Ann Widdecombe lashes out against early release of prisoners | Politics | News

The former prisons minister lashed out after it was announced that the early release scheme will be extended from 35 days to 70 days.

She said ministers must find emergency accommodation to house prisoners “at all costs”.

Ms Widdecombe said she used a prison ship and Norwegian oil rig cabins and even considered a holiday camp to house convicts when faced with a similar situation in her previous role.

“Simply sending a message that says 'our prisons are full' and therefore we are not holding people for the duration of their sentence, or we are not sending people there at all, is an incentive for crime,” she said. Talk radio.

Asked whether she would agree to extending the early release scheme, the Reform UK member said: “No, I don't. I was faced with exactly this situation when I was minister of prisons and I did not start releasing people or telling judges not to send them to prison.

“What we did was set up all kinds of emergency shelters – I brought a prison ship from the United States. Labor mocked it as the hulks, but they then kept it for nine years. We brought portacabins from Norwegian oil rigs, which we placed in lower security prisons for extra accommodation.

“At one point we even proposed taking over a holiday camp that just needed a secure perimeter around it.

“But it was a matter of finding emergency shelter at all costs and focusing on that.”

She added: “People want to be protected from crime and one of the ways you do that is by taking frequent or serious offenders off the streets.

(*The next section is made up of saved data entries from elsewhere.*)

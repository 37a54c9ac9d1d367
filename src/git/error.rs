/*!
 * Error types for Git operations
 */

use thiserror::Error;

/// Errors that can occur during Git operations
#[derive(Error, Debug)]
pub enum GitError {
    /// Invalid Git URL format
    #[error("Invalid Git URL: {0}")]
    InvalidUrl(String),

    /// Error cloning a Git repository
    #[error("Failed to clone repository: {0}")]
    CloneError(git2::Error),

    /// The credential could not be placed into the URL
    #[error("Cannot embed credential into URL: {0}")]
    CredentialError(String),

    /// IO error during Git operations
    #[error("IO error: {0}")]
    IoError(#[from] std::io::Error),
}

/// Specialized Result type for Git operations
pub type GitResult<T> = Result<T, GitError>;
/*!
 * Analysis orchestration
 *
 * A run moves through acquire, render, truncate, persist and cleanup in
 * that order. Anything failing before persistence aborts the run, and a
 * temporary clone is removed on every way out.
 */

use std::fs;
use std::path::{Path, PathBuf};
use std::time::Duration;

use strum::Display;
use tracing::{debug, info, warn};

use crate::error::{AnalysisError, Result};
use crate::filter::{BinaryDetection, FilterConfig};
use crate::git::{
    authenticated_url, repo_name_from_source, SourceProvider, TempCheckout, DEFAULT_SETTLE_DELAY,
};
use crate::scanner::{ScanStatistics, Scanner};
use crate::tokenizer::{create_tokenizer, truncate_to_budget, Model, Tokenizer};
use crate::types::{AnalysisResult, RenderedOutput};
use crate::writer::{default_output_dir, SessionWriter};

/// Steps of a single analysis run
#[derive(Debug, Clone, Copy, PartialEq, Eq, Display)]
pub enum Stage {
    #[strum(to_string = "Resolving source")]
    Acquire,
    #[strum(to_string = "Cloning repository")]
    Clone,
    #[strum(to_string = "Generating folder structure")]
    BuildStructure,
    #[strum(to_string = "Concatenating file contents")]
    BuildContent,
    #[strum(to_string = "Truncating to token budget")]
    Truncate,
    #[strum(to_string = "Writing output")]
    Persist,
    #[strum(to_string = "Cleaning up")]
    Cleanup,
    #[strum(to_string = "Done")]
    Done,
}

/// Receives stage transitions while a run progresses
pub trait AnalysisObserver: Send + Sync {
    /// Called when the run enters `stage`
    fn on_stage(&self, stage: Stage);
}

impl<F> AnalysisObserver for F
where
    F: Fn(Stage) + Send + Sync,
{
    fn on_stage(&self, stage: Stage) {
        self(stage)
    }
}

/// Parameters of one analysis run
#[derive(Clone)]
pub struct AnalysisRequest {
    /// Repository URL or local path
    pub source: String,
    /// Treat `source` as a local path even if it does not exist yet
    pub is_local: bool,
    /// Access token for private HTTPS repositories
    pub token: Option<String>,
    /// Root for session folders; `./repotxt_output` when unset
    pub output_dir: Option<PathBuf>,
    /// Omit files from the structure listing
    pub directories_only: bool,
    /// Inclusion rules
    pub filter: FilterConfig,
    /// Token budget; zero or negative disables truncation
    pub max_tokens: i64,
    /// Binary classification used for the content pass
    pub binary_detection: BinaryDetection,
}

impl AnalysisRequest {
    /// Request with default options for `source`
    pub fn new(source: impl Into<String>) -> Self {
        Self {
            source: source.into(),
            is_local: false,
            token: None,
            output_dir: None,
            directories_only: false,
            filter: FilterConfig::default(),
            max_tokens: 0,
            binary_detection: BinaryDetection::default(),
        }
    }
}

impl std::fmt::Debug for AnalysisRequest {
    fn fmt(&self, f: &mut std::fmt::Formatter<'_>) -> std::fmt::Result {
        f.debug_struct("AnalysisRequest")
            .field("source", &self.source)
            .field("is_local", &self.is_local)
            .field("token", &self.token.as_ref().map(|_| "<redacted>"))
            .field("output_dir", &self.output_dir)
            .field("directories_only", &self.directories_only)
            .field("filter", &self.filter)
            .field("max_tokens", &self.max_tokens)
            .field("binary_detection", &self.binary_detection)
            .finish()
    }
}

/// Runs analyses against local folders or cloned repositories
pub struct Analyzer<P: SourceProvider> {
    provider: P,
    tokenizer: Option<Box<dyn Tokenizer>>,
    observer: Option<Box<dyn AnalysisObserver>>,
    cleanup_delay: Duration,
}

impl<P: SourceProvider> Analyzer<P> {
    /// Create an analyzer that clones through `provider`.
    ///
    /// No tokenizer is attached; see [`Analyzer::with_model`].
    pub fn new(provider: P) -> Self {
        Self {
            provider,
            tokenizer: None,
            observer: None,
            cleanup_delay: DEFAULT_SETTLE_DELAY,
        }
    }

    /// Use `tokenizer` for counting and truncation
    pub fn with_tokenizer(mut self, tokenizer: Box<dyn Tokenizer>) -> Self {
        self.tokenizer = Some(tokenizer);
        self
    }

    /// Load the tokenizer for `model`.
    ///
    /// A load failure is logged and leaves the analyzer without a
    /// tokenizer, so runs report zero tokens and never truncate.
    pub fn with_model(mut self, model: Model) -> Self {
        self.tokenizer = match create_tokenizer(model) {
            Ok(tokenizer) => Some(tokenizer),
            Err(e) => {
                warn!(%model, error = %e, "Failed to load tokenizer");
                None
            }
        };
        self
    }

    /// Report stage transitions to `observer`
    pub fn with_observer<O: AnalysisObserver + 'static>(mut self, observer: O) -> Self {
        self.observer = Some(Box::new(observer));
        self
    }

    /// Pause before removing a temporary clone
    pub fn with_cleanup_delay(mut self, delay: Duration) -> Self {
        self.cleanup_delay = delay;
        self
    }

    /// Context window of the attached tokenizer, if any
    pub fn context_window(&self) -> Option<usize> {
        self.tokenizer.as_ref().map(|t| t.model_context_window())
    }

    /// Run one analysis and persist its output
    pub fn run(&self, request: &AnalysisRequest) -> Result<AnalysisResult> {
        self.run_with_stats(request).map(|(result, _)| result)
    }

    /// Like [`Analyzer::run`], also returning traversal counters
    pub fn run_with_stats(
        &self,
        request: &AnalysisRequest,
    ) -> Result<(AnalysisResult, ScanStatistics)> {
        self.notify(Stage::Acquire);
        let output_dir = match &request.output_dir {
            Some(dir) => dir.clone(),
            None => default_output_dir()?,
        };

        let source = Path::new(&request.source);
        let outcome = if request.is_local || source.exists() {
            crate::ensure!(source.exists(), PathNotFound, "{}", request.source);
            let name = local_name(source)?;
            info!(path = %source.display(), "Analyzing local folder");
            self.analyze_root(source, &name, &output_dir, request)
        } else {
            let name = repo_name_from_source(&request.source);
            let checkout = TempCheckout::create(self.cleanup_delay)?;
            let outcome = self
                .clone_into(request, checkout.path())
                .and_then(|()| self.analyze_root(checkout.path(), &name, &output_dir, request));

            self.notify(Stage::Cleanup);
            drop(checkout);
            outcome
        };

        let (result, stats) = outcome?;
        self.notify(Stage::Done);
        info!(
            output = %result.output_file.display(),
            tokens = result.token_count,
            chars = result.char_count,
            files = result.file_count,
            "Analysis complete"
        );

        Ok((result, stats))
    }

    fn clone_into(&self, request: &AnalysisRequest, dest: &Path) -> Result<()> {
        self.notify(Stage::Clone);
        let url = match request.token.as_deref() {
            Some(token) if !token.is_empty() => authenticated_url(&request.source, token)?,
            _ => request.source.clone(),
        };

        // The credential-bearing URL is never logged
        info!(source = %request.source, dest = %dest.display(), "Cloning repository");
        self.provider.fetch(&url, dest)?;
        Ok(())
    }

    fn analyze_root(
        &self,
        root: &Path,
        name: &str,
        output_dir: &Path,
        request: &AnalysisRequest,
    ) -> Result<(AnalysisResult, ScanStatistics)> {
        let scanner = Scanner::new(request.filter.clone())
            .directories_only(request.directories_only)
            .with_detector(request.binary_detection.detector());
        let mut stats = ScanStatistics::default();

        self.notify(Stage::BuildStructure);
        let structure = scanner.structure_with_stats(root, &mut stats)?;

        self.notify(Stage::BuildContent);
        let (content, file_positions) = scanner.concatenate_with_stats(root, &mut stats)?;

        let rendered = RenderedOutput {
            structure,
            content,
            file_positions,
        };
        let file_count = rendered.file_count();
        let mut text = rendered.document();

        // A failed truncation keeps the full text and reports zero tokens
        let mut tokenizer_failed = false;
        if request.max_tokens > 0 {
            self.notify(Stage::Truncate);
            match self.truncate(&text, request.max_tokens) {
                Ok(Some(truncated)) => text = truncated,
                Ok(None) => {}
                Err(error) => {
                    warn!(%error, "Truncation failed, keeping full text");
                    tokenizer_failed = true;
                }
            }
        }

        self.notify(Stage::Persist);
        let session = SessionWriter::new(output_dir).write(name, &text)?;
        let token_count = if tokenizer_failed {
            0
        } else {
            self.count_tokens(&text)
        };

        Ok((
            AnalysisResult {
                repo_name: name.to_string(),
                output_file: session.output_file,
                session_folder: session.folder,
                token_count,
                char_count: text.chars().count(),
                file_count,
            },
            stats,
        ))
    }

    /// Truncated text, `None` when nothing was cut
    fn truncate(&self, text: &str, max_tokens: i64) -> Result<Option<String>> {
        let Some(tokenizer) = &self.tokenizer else {
            warn!("No tokenizer available, output left untruncated");
            return Ok(None);
        };

        Ok(truncate_to_budget(text, max_tokens, tokenizer.as_ref())?)
    }

    fn count_tokens(&self, text: &str) -> usize {
        let Some(tokenizer) = &self.tokenizer else {
            return 0;
        };

        tokenizer.count_tokens(text).unwrap_or_else(|e| {
            let error = AnalysisError::from(e);
            warn!(%error, "Token counting failed, reporting zero");
            0
        })
    }

    fn notify(&self, stage: Stage) {
        debug!(%stage, "Stage");
        if let Some(observer) = &self.observer {
            observer.on_stage(stage);
        }
    }
}

/// Folder name of a local source, resolved through its absolute path
fn local_name(source: &Path) -> Result<String> {
    let abs_path = fs::canonicalize(source)?;
    Ok(abs_path
        .file_name()
        .map(|name| name.to_string_lossy().into_owned())
        .unwrap_or_else(|| "root".to_string()))
}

“If the message goes out that the sentence imposed is not necessarily the sentence you will serve, then that is not an incentive.”

She said the last few months of a sentence are “important” for inmates who have been inside for several years.

'If the system works, at the end you should be preparing for your release. That would disappear and you would suddenly be on the street,' she warned.

The extension of the parole scheme will begin on May 23, according to an email to prison and probation staff obtained by The Times.

Chief Inspector of Prisons Charlie Taylor told Times Radio: “What we are seeing at the moment is an estate that is creaking at every level under enormous pressure from the sheer churn and number of people within the system.”

He said prisoners needed support “to be able to rehabilitate” but “if they simply languish in a cell, exposed to all kinds of drugs and further crime, then the danger is that they actually come out worse than they went in”.

That would result in “more crime victims, more violence, more communities in chaos.”

Mr Taylor said an additional 24,000 places are needed by 2028 “and that is simply not realistic in terms of construction”.

Justice Secretary Alex Chalk announced in October that the government would use its powers to allow the prison service to release some prisoners up to 18 days early to reduce overcrowding.

In March he extended the so-called supervised end-of-custody licensing system “to around 35 to 60 days” as Ministry of Justice statistics showed prisons in England and Wales were still approaching capacity.

The government emphasized that the measure would be temporary and only apply to “low-level offenders.”

The Ministry of Justice said offenders released early were under strict supervision.

An MoJ spokesperson said: “We will always ensure there is sufficient capacity to keep dangerous offenders behind bars.

“We are carrying out the largest prison expansion program in a century, opening 20,000 modern places and stepping up work to remove foreign offenders.

“To ease pressure on prisons in the short term, in March we announced an increase in the number of days that governors can, under existing powers, transfer some offenders to license at the end of their prison sentence.

“These offenders will continue to be supervised under strict conditions, such as tagging and a curfew.”